Bikram Yoga is 90-minute yoga practice done in a room set at 105 degrees and 40% humidity. Each class consists of 26 poses, the same 26 every time, held for a specific amount of time and repeated two times. By practicing in the heat, your muscles warm quickly and allow you to stretch further than you could at room temperature. The heat also helps you sweat out toxins in your body and gets your heart rate up so you get some cardiovascular work.
(This is a picture from the studio where I attend.)
I’ve been doing Bikram yoga (on and off) for about 2 years and have learned a number of lessons throughout the many hot sessions. (The off times tend to correspond with times I feel a pinch in my budget.) I know many people are intimidated by Bikram Yoga – the heat, the unknown, the misconception that only the superfit can do it. But trust me – I’ve seen all types of people – male and female; college athletes and those just starting a fitness journey; flexible dancers and people who can barely reach to their toes.
Here are some things I wish I’d know as a beginner. [And are always good things for me to try to remember!]
1. Try not to wipe your sweat. You’re body will have to work harder to produce more sweat to cool you down and you’ll be hotter. Just dab around your face if it’s dripping into your eyes.
2. Hydrate! Hydrate! Hydrate! Drink extra water the day before class and the day of. It’s too late to hydrate 15 minutes before class.
3. Don’t eat 2 hours before class. It takes a while for food to digest and if you’re full, you’re going to feel like you want to vomit. Go on an empty stomach.
4. Be quiet. Once you walk in the yoga room, do not talk until you exit it at the end of class. And especially do not talk at the end, even after the instructor has ended class. Don’t talk, even whisper, until you’ve exited the room. Many people stay in savasana for extra time at the end of class, and your gushing over how hot/how hard/how wonderful class was is very distracting to those trying to medidate.
5. Take two towels: a large one and a small one. The large towel will cover your yoga mat and prevent you from slipping. The small one will be used to dab at sweat around your eyes. (See #1)
6. Be gentle with your body and your ego. Every class will be different because you are a different person every day. You will see progress over time, but not necessarily in subsequent classes. Some days, your balance will be off. Other days, you’ll compare yourself to everyone in the room. Go at your own pace, don’t push too far, and don’t judge or compare yourself. Just do what you can.
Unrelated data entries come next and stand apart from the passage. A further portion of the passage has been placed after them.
use serde::{Deserialize, Serialize};

use crate::models::rep::CountingDirection;

/// Stability filter and debounce settings for the rep counter
#[derive(Debug, Clone, PartialEq, Serialize, Deserialize)]
pub struct RepCounterConfig {
    /// Consecutive identical raw positions required before a state is considered stable
    #[serde(default = "default_state_stability_threshold")]
    pub state_stability_threshold: usize,

    /// Minimum time between two completed reps
    #[serde(default = "default_min_rep_duration_ms")]
    pub min_rep_duration_ms: u64,
}

#[derive(Debug, Clone, PartialEq, Serialize, Deserialize)]
pub struct PushupConfig {
    #[serde(default = "default_pushup_visibility")]
    pub visibility_threshold: f32,

    #[serde(default = "default_min_elbow_extension")]
    pub min_elbow_extension_angle: f32,

    #[serde(default = "default_max_elbow_flexion")]
    pub max_elbow_flexion_angle: f32,

    /// Hip deviation (degrees below the shoulder-ankle line) beyond which the body sags
    #[serde(default = "default_body_deviation")]
    pub max_sag_deviation: f32,

    /// Hip deviation (degrees above the shoulder-ankle line) beyond which the body pikes
    #[serde(default = "default_body_deviation")]
    pub max_pike_deviation: f32,

    #[serde(default = "default_worming_threshold")]
    pub worming_threshold: f32,

    #[serde(default = "default_lift_off_threshold")]
    pub lift_off_threshold: f32,

    #[serde(default = "default_ground_touch_threshold")]
    pub ground_touch_threshold: f32,

    #[serde(default = "default_pause_threshold_ms")]
    pub pause_threshold_ms: u64,

    #[serde(default = "default_pause_angle_tolerance")]
    pub pause_angle_tolerance: f32,

    #[serde(default = "default_down_to_up")]
    pub counting_direction: CountingDirection,

    #[serde(default)]
    pub validation: PushupValidationConfig,
}

/// Per-rep validity limits and scoring tolerances for push-ups
#[derive(Debug, Clone, PartialEq, Serialize, Deserialize)]
pub struct PushupValidationConfig {
    /// Deepest elbow angle must reach at least this value
    #[serde(default = "default_required_depth_angle")]
    pub required_depth_angle: f32,

    /// Depth beyond which no points are deducted
    #[serde(default = "default_ideal_depth_angle")]
    pub ideal_depth_angle: f32,

    #[serde(default = "default_min_elbow_extension")]
    pub required_lockout_angle: f32,

    #[serde(default = "default_max_hip_deviation")]
    pub max_hip_deviation: f32,

    /// Hip deviation tolerated before points are deducted
    #[serde(default = "default_hip_deviation_tolerance")]
    pub hip_deviation_tolerance: f32,
}

#[derive(Debug, Clone, PartialEq, Serialize, Deserialize)]
pub struct SitupConfig {
    #[serde(default = "default_visibility")]
    pub visibility_threshold: f32,

    #[serde(default = "default_min_trunk_angle")]
    pub min_trunk_angle: f32,

    #[serde(default = "default_max_trunk_angle")]
    pub max_trunk_angle: f32,

    #[serde(default = "default_min_knee_angle")]
    pub min_knee_angle: f32,

    #[serde(default = "default_max_knee_angle")]
    pub max_knee_angle: f32,

    #[serde(default = "default_wrist_to_head_distance")]
    pub max_wrist_to_head_distance: f32,

    #[serde(default = "default_wrist_distance")]
    pub max_wrist_distance: f32,

    #[serde(default = "default_shoulder_ground_threshold")]
    pub shoulder_ground_threshold: f32,

    #[serde(default = "default_hip_lift_threshold")]
    pub hip_lift_threshold: f32,

    #[serde(default = "default_pause_threshold_ms")]
    pub pause_threshold_ms: u64,

    #[serde(default = "default_pause_angle_tolerance")]
    pub pause_angle_tolerance: f32,

    #[serde(default = "default_down_to_up")]
    pub counting_direction: CountingDirection,
}

#[derive(Debug, Clone, PartialEq, Serialize, Deserialize)]
pub struct PullupConfig {
    #[serde(default = "default_visibility")]
    pub visibility_threshold: f32,

    #[serde(default = "default_min_elbow_extension")]
    pub min_elbow_lockout_angle: f32,

    /// How far the nose must rise above the bar line
    #[serde(default = "default_chin_clearance")]
    pub chin_clearance: f32,

    #[serde(default = "default_max_horizontal_displacement")]
    pub max_horizontal_displacement: f32,

    /// Express horizontal displacement in shoulder widths instead of frame widths
    #[serde(default)]
    pub normalize_swing_by_shoulder_width: bool,

    #[serde(default = "default_max_knee_angle_change")]
    pub max_knee_angle_change: f32,

    /// Nose depth below the bar treated as the bottom of the progress range
    #[serde(default = "default_hang_depth")]
    pub hang_depth: f32,

    #[serde(default = "default_pause_threshold_ms")]
    pub pause_threshold_ms: u64,

    #[serde(default = "default_pause_angle_tolerance")]
    pub pause_angle_tolerance: f32,

    #[serde(default = "default_up_to_down")]
    pub counting_direction: CountingDirection,
}

/// Two-mile run scoring constants
#[derive(Debug, Clone, PartialEq, Serialize, Deserialize)]
pub struct RunningConfig {
    #[serde(default = "default_reference_distance")]
    pub reference_distance_m: f64,

    #[serde(default = "default_max_score_time")]
    pub max_score_time_s: f64,

    #[serde(default = "default_passing_time")]
    pub passing_time_s: f64,

    /// Time past the passing mark over which the score decays to zero
    #[serde(default = "default_overage_window")]
    pub overage_window_s: f64,
}

// Default value functions
fn default_state_stability_threshold() -> usize {
    3
}

fn default_min_rep_duration_ms() -> u64 {
    500
}

fn default_visibility() -> f32 {
    0.5
}

fn default_pushup_visibility() -> f32 {
    0.6
}

fn default_min_elbow_extension() -> f32 {
    160.0
}

fn default_max_elbow_flexion() -> f32 {
    90.0
}

fn default_body_deviation() -> f32 {
    15.0
}

fn default_worming_threshold() -> f32 {
    0.03
}

fn default_lift_off_threshold() -> f32 {
    0.03
}

fn default_ground_touch_threshold() -> f32 {
    0.02
}

fn default_pause_threshold_ms() -> u64 {
    2000
}

fn default_pause_angle_tolerance() -> f32 {
    5.0
}

fn default_down_to_up() -> CountingDirection {
    CountingDirection::DownToUp
}

fn default_up_to_down() -> CountingDirection {
    CountingDirection::UpToDown
}

fn default_required_depth_angle() -> f32 {
    100.0
}

fn default_ideal_depth_angle() -> f32 {
    90.0
}

fn default_max_hip_deviation() -> f32 {
    20.0
}

fn default_hip_deviation_tolerance() -> f32 {
    10.0
}

fn default_min_trunk_angle() -> f32 {
    60.0
}

fn default_max_trunk_angle() -> f32 {
    95.0
}

fn default_min_knee_angle() -> f32 {
    70.0
}

fn default_max_knee_angle() -> f32 {
    110.0
}

fn default_wrist_to_head_distance() -> f32 {
    0.15
}

fn default_wrist_distance() -> f32 {
    0.1
}

fn default_shoulder_ground_threshold() -> f32 {
    0.03
}

fn default_hip_lift_threshold() -> f32 {
    0.03
}

fn default_chin_clearance() -> f32 {
    0.05
}

fn default_max_horizontal_displacement() -> f32 {
    0.07
}

fn default_max_knee_angle_change() -> f32 {
    20.0
}

fn default_hang_depth() -> f32 {
    0.2
}

fn default_reference_distance() -> f64 {
    3218.69
}

fn default_max_score_time() -> f64 {
    780.0
}

fn default_passing_time() -> f64 {
    1020.0
}

fn default_overage_window() -> f64 {
    300.0
}

impl Default for RepCounterConfig {
    fn default() -> Self {
        Self {
            state_stability_threshold: default_state_stability_threshold(),
            min_rep_duration_ms: default_min_rep_duration_ms(),
        }
    }
}

impl RepCounterConfig {
    pub fn with_stability_threshold(mut self, frames: usize) -> Self {
        self.state_stability_threshold = frames.max(1);
        self
    }

    pub fn with_min_rep_duration_ms(mut self, millis: u64) -> Self {
        self.min_rep_duration_ms = millis;
        self
    }
}

impl Default for PushupConfig {
    fn default() -> Self {
        Self {
            visibility_threshold: default_pushup_visibility(),
            min_elbow_extension_angle: default_min_elbow_extension(),
            max_elbow_flexion_angle: default_max_elbow_flexion(),
            max_sag_deviation: default_body_deviation(),
            max_pike_deviation: default_body_deviation(),
            worming_threshold: default_worming_threshold(),
            lift_off_threshold: default_lift_off_threshold(),
            ground_touch_threshold: default_ground_touch_threshold(),
            pause_threshold_ms: default_pause_threshold_ms(),
            pause_angle_tolerance: default_pause_angle_tolerance(),
            counting_direction: default_down_to_up(),
            validation: PushupValidationConfig::default(),
        }
    }
}

impl Default for PushupValidationConfig {
    fn default() -> Self {
        Self {
            required_depth_angle: default_required_depth_angle(),
            ideal_depth_angle: default_ideal_depth_angle(),
            required_lockout_angle: default_min_elbow_extension(),
            max_hip_deviation: default_max_hip_deviation(),
            hip_deviation_tolerance: default_hip_deviation_tolerance(),
        }
    }
}

impl Default for SitupConfig {
    fn default() -> Self {
        Self {
            visibility_threshold: default_visibility(),
            min_trunk_angle: default_min_trunk_angle(),
            max_trunk_angle: default_max_trunk_angle(),
            min_knee_angle: default_min_knee_angle(),
            max_knee_angle: default_max_knee_angle(),
            max_wrist_to_head_distance: default_wrist_to_head_distance(),
            max_wrist_distance: default_wrist_distance(),
            shoulder_ground_threshold: default_shoulder_ground_threshold(),
            hip_lift_threshold: default_hip_lift_threshold(),
            pause_threshold_ms: default_pause_threshold_ms(),
            pause_angle_tolerance: default_pause_angle_tolerance(),
            counting_direction: default_down_to_up(),
        }
    }
}

impl Default for PullupConfig {
    fn default() -> Self {
        Self {
            visibility_threshold: default_visibility(),
            min_elbow_lockout_angle: default_min_elbow_extension(),
            chin_clearance: default_chin_clearance(),
            max_horizontal_displacement: default_max_horizontal_displacement(),
            normalize_swing_by_shoulder_width: false,
            max_knee_angle_change: default_max_knee_angle_change(),
            hang_depth: default_hang_depth(),
            pause_threshold_ms: default_pause_threshold_ms(),
            pause_angle_tolerance: default_pause_angle_tolerance(),
            counting_direction: default_up_to_down(),
        }
    }
}

impl Default for RunningConfig {
    fn default() -> Self {
        Self {
            reference_distance_m: default_reference_distance(),
            max_score_time_s: default_max_score_time(),
            passing_time_s: default_passing_time(),
            overage_window_s: default_overage_window(),
        }
    }
}
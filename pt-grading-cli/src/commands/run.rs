use anyhow::{bail, Context, Result};
use clap::Args;
use colored::Colorize;
use pt_grading::services::scoring::{format_running_score_display, running_time_score};
use pt_grading::services::{RunningData, RunningGrader};
use serde::Serialize;

use crate::config::Config;

#[derive(Args)]
pub struct RunCommand {
    /// Distance covered in meters
    #[arg(long)]
    distance: f64,

    /// Elapsed time as seconds or mm:ss
    #[arg(long, value_parser = parse_duration)]
    duration: f64,

    /// Print the result as JSON
    #[arg(long)]
    json: bool,
}

#[derive(Serialize)]
struct RunReport {
    distance_meters: f64,
    duration_seconds: f64,
    pace_per_mile: String,
    normalized_time_seconds: f64,
    score: f64,
    table_points: u32,
}

/// Accept `930`, `930.5` or `15:30`
pub fn parse_duration(value: &str) -> Result<f64> {
    let seconds = match value.split_once(':') {
        Some((minutes, seconds)) => {
            let minutes: u32 = minutes
                .trim()
                .parse()
                .with_context(|| format!("Invalid minutes in '{}'", value))?;
            let seconds: f64 = seconds
                .trim()
                .parse()
                .with_context(|| format!("Invalid seconds in '{}'", value))?;
            if !(0.0..60.0).contains(&seconds) {
                bail!("Seconds must be below 60 in '{}'", value);
            }
            minutes as f64 * 60.0 + seconds
        }
        None => value
            .trim()
            .parse()
            .with_context(|| format!("Invalid duration '{}'", value))?,
    };

    if !seconds.is_finite() || seconds < 0.0 {
        bail!("Duration must be a non-negative number of seconds");
    }
    Ok(seconds)
}

impl RunCommand {
    pub fn execute(self, config: &Config) -> Result<()> {
        if !(self.distance > 0.0) {
            bail!("Distance must be positive");
        }

        let running = &config.grading.running;
        let mut grader = RunningGrader::new(running.clone());
        grader.update(RunningData {
            distance_meters: self.distance,
            duration_seconds: self.duration,
            coordinates: None,
        });
        let result = grader.complete();
        let score = result.form_score.unwrap_or(0.0);

        let normalized = self.duration * running.reference_distance_m / self.distance;
        let normalized_seconds = normalized.round() as u32;
        let table_points = running_time_score(normalized_seconds);

        if self.json {
            let report = RunReport {
                distance_meters: grader.distance_meters(),
                duration_seconds: grader.duration_seconds(),
                pace_per_mile: grader.pace().to_string(),
                normalized_time_seconds: normalized,
                score,
                table_points,
            };
            println!("{}", serde_json::to_string_pretty(&report)?);
            return Ok(());
        }

        println!("{}", "Run Result".bold());
        println!("────────────────────────────────");
        println!("Distance:  {:.0} m", grader.distance_meters());
        println!(
            "Time:      {}:{:02}",
            self.duration as u64 / 60,
            self.duration as u64 % 60
        );
        println!("Pace:      {} /mi", grader.pace());
        println!();

        let score_line = format!("Score:     {:.1} / 100", score);
        if score >= 60.0 {
            println!("{}", score_line.green().bold());
        } else {
            println!("{}", score_line.red().bold());
        }
        println!(
            "Table:     {}",
            format_running_score_display(normalized_seconds, table_points)
        );

        Ok(())
    }
}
7. The most important pose in the entire class is savasana. After the standing series, you’ll move to the floor series and in between each posture, you’ll have a savasana. Try to relax completely, not move, clear your mind and catch your breath. Yes, your heart rate will rise in this yoga class and savasana is your chance to bring it down.
8. Wear as little as possible. I wear a sports bra and itty bitty shorts. My body isn’t perfect. No one in the room has a perfect body. And everyone will be too focused on themselves to stare at what you perceive as imperfections on your body. If you aren’t comfortable in shorts and a bra, wear shorts and a tank top. Never cotton. Always wicking material. Never pants.
9. Don’t put your mat by friends. You’ll be self conscious the entire class.
10. Make sure you can see yourself in the mirror and don’t block others’ view of themselves in the mirror. Even if you’re in the back row, it’s very important to be able to see yourself in the mirror, both to help with balance and to get the mental/spiritual/emotional element of class.
There are other types of hot yoga, but Bikram is defined by specific poses, in a specific order. And a franchising/licensing agreement with Bikram Choudhury…but I’m not going to get into my thoughts on copyrighting yoga in this post. We’ll save that for another day.
Also, when you’re ready to give Bikram Yoga a try – and you should! – be sure to check with your local studio (search here to find the closest one) about introductory rates. Usually you can get a GREAT deal on your first week or month, and students almost always get a discount.
Ready, set, SWEAT! Let me know if I can answer any questions!
If you have tried Bikram Yoga, leave any tips you have in the comments! If you haven’t attended, have you ever been interested?
Note: Although I am a certified group fitness instructor and Les Mills RPM instructor, I am not certified in Bikram Yoga. The content in this post is solely my own opinion, learned from my own experience by attending class.